use clap::Parser;
use tracing_subscriber::EnvFilter;

use wallcast::client::sink::{preview_router, MjpegPreviewSink, MosaicSink, NullSink};
use wallcast::client::{ClientConfig, DisplayClient};

#[derive(Parser, Debug)]
#[command(author, version, about = "Video wall display node", long_about = None)]
struct Args {
    /// Orchestration server base URL (overrides the config file)
    #[arg(short, long)]
    server: Option<String>,

    /// Name this display announces (defaults to the hostname)
    #[arg(short, long)]
    name: Option<String>,

    /// JSON configuration file
    #[arg(long, default_value = "display_config.json")]
    config: std::path::PathBuf,

    /// Port for the MJPEG mosaic preview (overrides the config file)
    #[arg(long)]
    preview_port: Option<u16>,

    /// Run without any mosaic output
    #[arg(long)]
    headless: bool,
}

#[tokio::main]
async fn main() -> anyhow::Result<()> {
    let args = Args::parse();

    tracing_subscriber::fmt()
        .with_env_filter(
            EnvFilter::try_from_default_env().unwrap_or_else(|_| EnvFilter::new("info")),
        )
        .init();

    tracing::info!("Starting wallcast display node v{}", env!("CARGO_PKG_VERSION"));

    let mut config = ClientConfig::load(Some(args.config.as_path()));
    if let Some(server) = args.server {
        config.server_url = server;
    }
    if let Some(name) = args.name {
        config.name = Some(name);
    }
    if let Some(port) = args.preview_port {
        config.preview_port = port;
    }
    if config.name.is_none() {
        config.name = hostname::get().ok().map(|h| h.to_string_lossy().into_owned());
    }

    let sink: Box<dyn MosaicSink> = if args.headless || config.preview_port == 0 {
        Box::new(NullSink)
    } else {
        let preview = MjpegPreviewSink::new();
        let router = preview_router(preview.sender());
        let addr = std::net::SocketAddr::from(([0, 0, 0, 0], config.preview_port));
        let listener = tokio::net::TcpListener::bind(addr).await?;
        tracing::info!("Mosaic preview on http://{}/stream", addr);
        tokio::spawn(async move {
            if let Err(e) = axum::serve(listener, router).await {
                tracing::warn!("Preview server stopped: {}", e);
            }
        });
        Box::new(preview)
    };

    let client = DisplayClient::new(config);
    client.run(sink).await?;

    Ok(())
}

__________

#### [Description of the task]
Return all lines above that mention the word "wallcast".

#### [Answer to this problem]
use wallcast::client::sink::{preview_router, MjpegPreviewSink, MosaicSink, NullSink};
use wallcast::client::{ClientConfig, DisplayClient};
    tracing::info!("Starting wallcast display node v{}", env!("CARGO_PKG_VERSION"));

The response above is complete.